Dataset entries

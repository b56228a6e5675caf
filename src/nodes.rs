use crate::ast::{ChildNode, Node, ParentNode};
use crate::cursor::TokenCursor;
use crate::error::{SyntaxError, SyntaxErrorKind};
use crate::patterns::{classify, strip_delimiters, TokenKind, CLOSE_BRACE, CUSTOM_SEPARATOR};

/// Deepest block nesting accepted before parsing stops with an error.
pub const MAX_DEPTH: usize = 256;

/// Builds the node tree from the tokens left after the metadata section.
///
/// Every node is read the same way: tokens are classified one at a time and
/// accumulated until a terminator decides the node's shape. `,` closes a leaf,
/// `}` closes a block opened earlier in the same node with `{`.
///
/// The `multi` flag of a node starts from the resolved `multi` of the
/// enclosing block. A `*` in the node itself sets it.
pub struct NodeTreeBuilder<'c> {
    cursor: &'c mut TokenCursor,
}

impl<'c> NodeTreeBuilder<'c> {
    pub fn new(cursor: &'c mut TokenCursor) -> Self {
        Self { cursor }
    }

    /// Parses top-level nodes until the token stream is exhausted.
    pub fn build(mut self) -> Result<Vec<Node>, SyntaxError> {
        let mut nodes = Vec::new();
        loop {
            nodes.push(self.parse_node(false, 0)?);
            if self.cursor.peek_token().is_none() {
                break;
            }
        }
        Ok(nodes)
    }

    ///    node   ::= leaf | parent
    ///    leaf   ::= [KEY] XPATH ["*"] [ATTR] [CUSTOM] ","
    ///    parent ::= KEY XPATH ["*"] "{" node+ "}"
    fn parse_node(&mut self, inherited_multi: bool, depth: usize) -> Result<Node, SyntaxError> {
        let mut key: Option<String> = None;
        let mut xpath: Option<String> = None;
        let mut multi = inherited_multi;
        let mut attribute: Option<String> = None;
        let mut custom: Option<String> = None;
        let mut children: Vec<Node> = Vec::new();

        loop {
            let Some(token) = self.cursor.next_token().map(str::to_owned) else {
                return Err(self.cursor.error(SyntaxErrorKind::UnexpectedEnd));
            };
            let Some(kind) = classify(&token) else {
                return Err(self.cursor.error(SyntaxErrorKind::InvalidToken));
            };

            match kind {
                TokenKind::Key => key = Some(token),
                TokenKind::Xpath => xpath = Some(token),
                TokenKind::Multi => multi = true,
                TokenKind::Attribute => attribute = Some(strip_delimiters(&token).to_string()),
                TokenKind::Custom => {
                    custom = Some(format!("{CUSTOM_SEPARATOR}{}", strip_delimiters(&token)));
                }
                TokenKind::OpenBrace => {
                    if self.cursor.peek_token() == Some(CLOSE_BRACE) {
                        return Err(self.cursor.error(SyntaxErrorKind::EmptyBlock));
                    }
                    if depth >= MAX_DEPTH {
                        return Err(self.cursor.error(SyntaxErrorKind::NestingTooDeep));
                    }
                    loop {
                        children.push(self.parse_node(multi, depth + 1)?);
                        if self.cursor.peek_token() == Some(CLOSE_BRACE) {
                            break;
                        }
                    }
                }
                TokenKind::CloseBrace => {
                    let (Some(key), Some(xpath)) = (key, xpath) else {
                        return Err(self.cursor.error(SyntaxErrorKind::MissingKeyOrXpath));
                    };
                    if children.is_empty() {
                        return Err(self.cursor.error(SyntaxErrorKind::EmptyBlock));
                    }
                    return Ok(Node::Parent(ParentNode {
                        key,
                        xpath,
                        children,
                    }));
                }
                TokenKind::Comma => {
                    let Some(xpath) = xpath else {
                        return Err(self.cursor.error(SyntaxErrorKind::MissingXpath));
                    };
                    return Ok(Node::Child(ChildNode {
                        key,
                        xpath,
                        multi,
                        attribute,
                        custom,
                    }));
                }
            }
        }
    }
}
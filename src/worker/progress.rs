use crate::transport::{best_effort, ChatId, ChatTransport, MessageRef};
use std::sync::Arc;

/// Frames cycled on every update so each edit visibly changes.
const SPINNER_FRAMES: [&str; 4] = [
    "\u{26a1}",
    "\u{26a1}\u{fe0f}",
    "\u{26a1}\u{26a1}",
    "\u{26a1}\u{fe0f}\u{26a1}\u{fe0f}",
];

#[derive(Debug, Clone, PartialEq, Eq)]
pub struct Status {
    pub percent: u8,
    pub phase: String,
}

/// The single live status message of one worker run.
///
/// Every display operation is best-effort: a failed send, edit or delete is
/// logged and the run carries on.
pub struct ProgressReporter {
    transport: Arc<dyn ChatTransport>,
    message: Option<MessageRef>,
    frame: usize,
    status: Status,
}

impl ProgressReporter {
    /// Post the status message.
    pub async fn start(transport: Arc<dyn ChatTransport>, chat: ChatId) -> Self {
        let status = Status {
            percent: 0,
            phase: "Starting...".to_string(),
        };
        let text = format!("{} {}", SPINNER_FRAMES[0], status.phase);
        let message = best_effort("status message", transport.send_text(chat, &text)).await;

        Self {
            transport,
            message,
            frame: 0,
            status,
        }
    }

    pub async fn update(&mut self, percent: u8, phase: impl Into<String>) {
        self.status = Status {
            percent: percent.min(100),
            phase: phase.into(),
        };
        self.frame = (self.frame + 1) % SPINNER_FRAMES.len();

        let text = self.render();
        if let Some(ref message) = self.message {
            best_effort("status edit", self.transport.edit_text(message, &text)).await;
        }
    }

    pub fn status(&self) -> &Status {
        &self.status
    }

    pub fn render(&self) -> String {
        format!(
            "{} {}% · {}",
            SPINNER_FRAMES[self.frame], self.status.percent, self.status.phase
        )
    }

    /// Remove the status message.
    pub async fn finish(mut self) {
        if let Some(message) = self.message.take() {
            best_effort("status delete", self.transport.delete(&message)).await;
        }
    }
}

#[cfg(test)]
mod tests {
    use super::*;

    #[test]
    fn test_frames_are_distinct() {
        for (i, a) in SPINNER_FRAMES.iter().enumerate() {
            for b in &SPINNER_FRAMES[i + 1..] {
                assert_ne!(a, b);
            }
        }
    }
}
pub mod telegram;

pub use telegram::TelegramClient;

use crate::error::Result;
use async_trait::async_trait;
use std::future::Future;
use std::path::Path;
use tracing::debug;

#[derive(Debug, Clone, Copy, PartialEq, Eq, Hash)]
pub struct ChatId(pub i64);

/// A message already shown in a chat.
#[derive(Debug, Clone, Copy, PartialEq, Eq)]
pub struct MessageRef {
    pub chat: ChatId,
    pub id: i64,
}

#[derive(Debug, Clone, PartialEq, Eq)]
pub struct Button {
    pub label: String,
    pub payload: String,
}

impl Button {
    pub fn new(label: impl Into<String>, payload: impl Into<String>) -> Self {
        Self {
            label: label.into(),
            payload: payload.into(),
        }
    }
}

/// Rows of inline buttons.
pub type Menu = Vec<Vec<Button>>;

/// Something a user did in a chat.
#[derive(Debug, Clone, PartialEq, Eq)]
pub struct Inbound {
    pub chat: ChatId,
    pub user: i64,
    pub username: Option<String>,
    /// The originating message, if any; used for cleanup.
    pub message: Option<MessageRef>,
    pub kind: InboundKind,
}

#[derive(Debug, Clone, PartialEq, Eq)]
pub enum InboundKind {
    Text(String),
    Command { name: String, args: String },
    Button { callback_id: String, payload: String },
    /// Photos, files, stickers and anything else that is not text.
    Other,
}

impl InboundKind {
    /// Classify a text message as a `/command` or plain text.
    pub fn from_text(text: &str) -> Self {
        let trimmed = text.trim();
        match trimmed.strip_prefix('/') {
            Some(rest) if !rest.is_empty() => {
                let (head, args) = rest.split_once(char::is_whitespace).unwrap_or((rest, ""));
                // `/help@my_bot` in group chats
                let name = head.split('@').next().unwrap_or(head).to_lowercase();
                InboundKind::Command {
                    name,
                    args: args.trim().to_string(),
                }
            }
            _ => InboundKind::Text(trimmed.to_string()),
        }
    }
}

/// Outbound side of a chat service.
#[async_trait]
pub trait ChatTransport: Send + Sync {
    async fn send_text(&self, chat: ChatId, text: &str) -> Result<MessageRef>;
    async fn send_menu(&self, chat: ChatId, text: &str, menu: &Menu) -> Result<MessageRef>;
    async fn send_video(&self, chat: ChatId, path: &Path, caption: Option<&str>) -> Result<()>;
    async fn edit_text(&self, message: &MessageRef, text: &str) -> Result<()>;
    async fn delete(&self, message: &MessageRef) -> Result<()>;
    /// Stop the client-side spinner on a pressed button.
    async fn answer_button(&self, callback_id: &str) -> Result<()>;
}

/// Attempt a side effect whose failure must not affect the caller.
///
/// The error is logged and dropped; `None` signals it happened.
pub async fn best_effort<T, F>(what: &str, fut: F) -> Option<T>
where
    F: Future<Output = Result<T>>,
{
    match fut.await {
        Ok(value) => Some(value),
        Err(e) => {
            debug!("{} failed (ignored): {}", what, e);
            None
        }
    }
}
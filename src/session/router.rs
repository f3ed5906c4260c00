use super::{Selection, SessionKey, Stage};
use crate::clip::parse_range;
use crate::config::Limits;
use crate::error::{ClipbotError, Result};
use crate::worker::{ClipJob, JobKind};
use std::collections::HashMap;
use std::str::FromStr;
use tracing::debug;

const RANGE_EXAMPLES: &str = "`00H08M10S-00H09M20S` or `2:32-3:23` or `152-203`";

/// A duration button press.
#[derive(Debug, Clone, Copy, PartialEq, Eq)]
pub enum DurationPick {
    Seconds(u64),
    Custom,
}

/// An inbound interaction, after the transport has decoded it.
#[derive(Debug, Clone, PartialEq, Eq)]
pub enum Event {
    Duration(DurationPick),
    Quality(String),
    Count(usize),
    FullVideo,
    /// Free text that is not a source link.
    Text(String),
}

impl Event {
    /// Encode as button payload.
    pub fn to_payload(&self) -> String {
        match self {
            Event::Duration(DurationPick::Seconds(n)) => format!("dur:{n}"),
            Event::Duration(DurationPick::Custom) => "dur:c".to_string(),
            Event::Quality(selector) => format!("fmt:{selector}"),
            Event::Count(n) => format!("count:{n}"),
            Event::FullVideo => "full:1".to_string(),
            Event::Text(text) => text.clone(),
        }
    }
}

impl FromStr for Event {
    type Err = String;

    /// Decode a button payload such as `dur:10`, `dur:c`, `fmt:22`, `count:3` or `full:1`.
    fn from_str(s: &str) -> std::result::Result<Self, Self::Err> {
        let (kind, value) = s
            .split_once(':')
            .ok_or_else(|| format!("Unknown button payload: {s}"))?;

        match kind {
            "dur" if value == "c" => Ok(Event::Duration(DurationPick::Custom)),
            "dur" => value
                .parse()
                .map(|n| Event::Duration(DurationPick::Seconds(n)))
                .map_err(|_| "Invalid duration selection.".to_string()),
            "fmt" if !value.is_empty() => Ok(Event::Quality(value.to_string())),
            "count" => value
                .parse()
                .map(Event::Count)
                .map_err(|_| "Invalid count".to_string()),
            "full" => Ok(Event::FullVideo),
            _ => Err(format!("Unknown button payload: {s}")),
        }
    }
}

/// What the caller should do after an event was applied.
#[derive(Debug, Clone, PartialEq)]
pub enum Outcome {
    /// The selection changed; tell the user what comes next.
    Reply(String),
    /// The selection is complete and has been consumed.
    Launch(ClipJob),
    /// Nothing to do with this event.
    Ignored,
}

/// Owns every pending selection, keyed by session, and applies events to them.
///
/// Recoverable problems come back as [`ClipbotError::Parse`] or
/// [`ClipbotError::Selection`] and never modify the selection.
#[derive(Debug, Default)]
pub struct InteractionRouter {
    sessions: HashMap<SessionKey, Selection>,
    limits: Limits,
}

impl InteractionRouter {
    pub fn new(limits: Limits) -> Self {
        Self {
            sessions: HashMap::new(),
            limits,
        }
    }

    pub fn limits(&self) -> &Limits {
        &self.limits
    }

    /// Start a new selection for `key`, replacing any unfinished one.
    pub fn begin(&mut self, key: SessionKey, selection: Selection) {
        if self.sessions.insert(key, selection).is_some() {
            debug!("Session {} replaced its pending selection", key);
        }
    }

    pub fn selection(&self, key: &SessionKey) -> Option<&Selection> {
        self.sessions.get(key)
    }

    pub fn selection_mut(&mut self, key: &SessionKey) -> Option<&mut Selection> {
        self.sessions.get_mut(key)
    }

    pub fn is_awaiting_custom_range(&self, key: &SessionKey) -> bool {
        self.sessions
            .get(key)
            .is_some_and(|s| s.awaiting_custom_range)
    }

    /// Number of pending selections.
    pub fn pending(&self) -> usize {
        self.sessions.len()
    }

    pub fn handle(&mut self, key: SessionKey, event: Event) -> Result<Outcome> {
        match event {
            Event::Text(text) => self.on_text(key, &text),
            Event::Duration(pick) => self.on_duration(key, pick),
            Event::Quality(selector) => self.on_quality(key, selector),
            Event::Count(n) => self.on_count(key, n),
            Event::FullVideo => self.on_full_video(key),
        }
    }

    fn pending_selection(&mut self, key: &SessionKey) -> Result<&mut Selection> {
        self.sessions
            .get_mut(key)
            .ok_or_else(|| ClipbotError::Selection("No video pending. Send a link first.".to_string()))
    }

    fn on_duration(&mut self, key: SessionKey, pick: DurationPick) -> Result<Outcome> {
        let max = self.limits.max_clip_seconds;
        let selection = self.pending_selection(&key)?;

        let seconds = match pick {
            DurationPick::Custom => {
                selection.awaiting_custom_range = true;
                return Ok(Outcome::Reply(format!(
                    "Send custom range like {RANGE_EXAMPLES} (max {max}s)."
                )));
            }
            DurationPick::Seconds(n) => n,
        };

        if seconds == 0 {
            return Err(ClipbotError::Selection("Invalid duration selection.".to_string()));
        }
        if seconds > max {
            return Err(ClipbotError::Selection(format!(
                "Requested duration too long (max {max}s)."
            )));
        }

        selection.clip_length_seconds = Some(seconds);
        selection.custom_range = None;
        selection.awaiting_custom_range = false;

        let next = match selection.stage() {
            Stage::AwaitingQuality => "Now pick quality.".to_string(),
            _ => format!("Now choose how many clips (1..{}).", self.suggested(&key)),
        };
        Ok(Outcome::Reply(format!("Duration set to {seconds}s. {next}")))
    }

    fn on_quality(&mut self, key: SessionKey, selector: String) -> Result<Outcome> {
        let selection = self.pending_selection(&key)?;
        selection.format_selector = Some(selector);

        let reply = match selection.stage() {
            Stage::AwaitingDuration => "Format set. Now pick clip duration.".to_string(),
            Stage::AwaitingCustomRange => "Format set. Now send the custom range.".to_string(),
            _ => format!(
                "Format set. Now choose how many clips (1..{}).",
                self.suggested(&key)
            ),
        };
        Ok(Outcome::Reply(reply))
    }

    fn on_count(&mut self, key: SessionKey, n: usize) -> Result<Outcome> {
        let limits = self.limits;
        let selection = self.pending_selection(&key)?;

        let (Some(clip_length), Some(_)) =
            (selection.clip_length_seconds, &selection.format_selector)
        else {
            return Err(ClipbotError::Selection(
                "Select duration and quality first.".to_string(),
            ));
        };
        if selection.awaiting_custom_range {
            return Err(ClipbotError::Selection(
                "Send the custom range first.".to_string(),
            ));
        }
        if clip_length > limits.max_clip_seconds {
            return Err(ClipbotError::Selection(format!(
                "Requested duration too long (max {}s).",
                limits.max_clip_seconds
            )));
        }
        if n == 0 || n > limits.max_clips as usize {
            return Err(ClipbotError::Selection(format!(
                "Too many clips selected (max {}).",
                limits.max_clips
            )));
        }
        let suggested = selection.suggested_max_clips(&limits);
        if n > suggested {
            return Err(ClipbotError::Selection(format!(
                "This video is too short for {n} clips (max {suggested})."
            )));
        }

        selection.clip_count = Some(n);
        debug_assert_eq!(selection.stage(), Stage::Ready);

        let selection = self
            .sessions
            .remove(&key)
            .ok_or_else(|| ClipbotError::Selection("No video pending.".to_string()))?;
        Ok(Outcome::Launch(ClipJob::from_selection(key, selection)))
    }

    fn on_full_video(&mut self, key: SessionKey) -> Result<Outcome> {
        self.pending_selection(&key)?;
        let mut selection = self
            .sessions
            .remove(&key)
            .ok_or_else(|| ClipbotError::Selection("No video pending.".to_string()))?;

        // Full downloads ignore the clip choices; only the quality carries over
        selection.clip_length_seconds = None;
        selection.clip_count = None;
        selection.custom_range = None;

        let mut job = ClipJob::from_selection(key, selection);
        job.kind = JobKind::FullVideo;
        Ok(Outcome::Launch(job))
    }

    fn on_text(&mut self, key: SessionKey, text: &str) -> Result<Outcome> {
        let max = self.limits.max_clip_seconds;
        let Some(selection) = self.sessions.get_mut(&key) else {
            return Ok(Outcome::Ignored);
        };
        if !selection.awaiting_custom_range {
            return Ok(Outcome::Ignored);
        }

        let (start, end) = parse_range(text).ok_or_else(|| {
            ClipbotError::Parse(format!("Try formats: {RANGE_EXAMPLES}."))
        })?;

        let length = end - start;
        if length > max {
            return Err(ClipbotError::Selection(format!(
                "Invalid range length. Max clip length is {max}s."
            )));
        }
        let total = selection.source_duration_seconds;
        if total > 0 && start >= total {
            return Err(ClipbotError::Selection(format!(
                "Range starts after the end of the video (~{total}s)."
            )));
        }

        selection.clip_length_seconds = Some(length);
        selection.custom_range = Some((start, end));
        selection.awaiting_custom_range = false;

        Ok(Outcome::Reply(format!(
            "Custom range accepted ({start}s - {end}s, {length}s). Now pick quality and number of clips."
        )))
    }

    fn suggested(&self, key: &SessionKey) -> usize {
        self.sessions
            .get(key)
            .map_or(1, |s| s.suggested_max_clips(&self.limits))
    }
}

[Task item]
When a line in the records contains the string "until", it counts; state how many lines count, with no other words.

[Task response]
2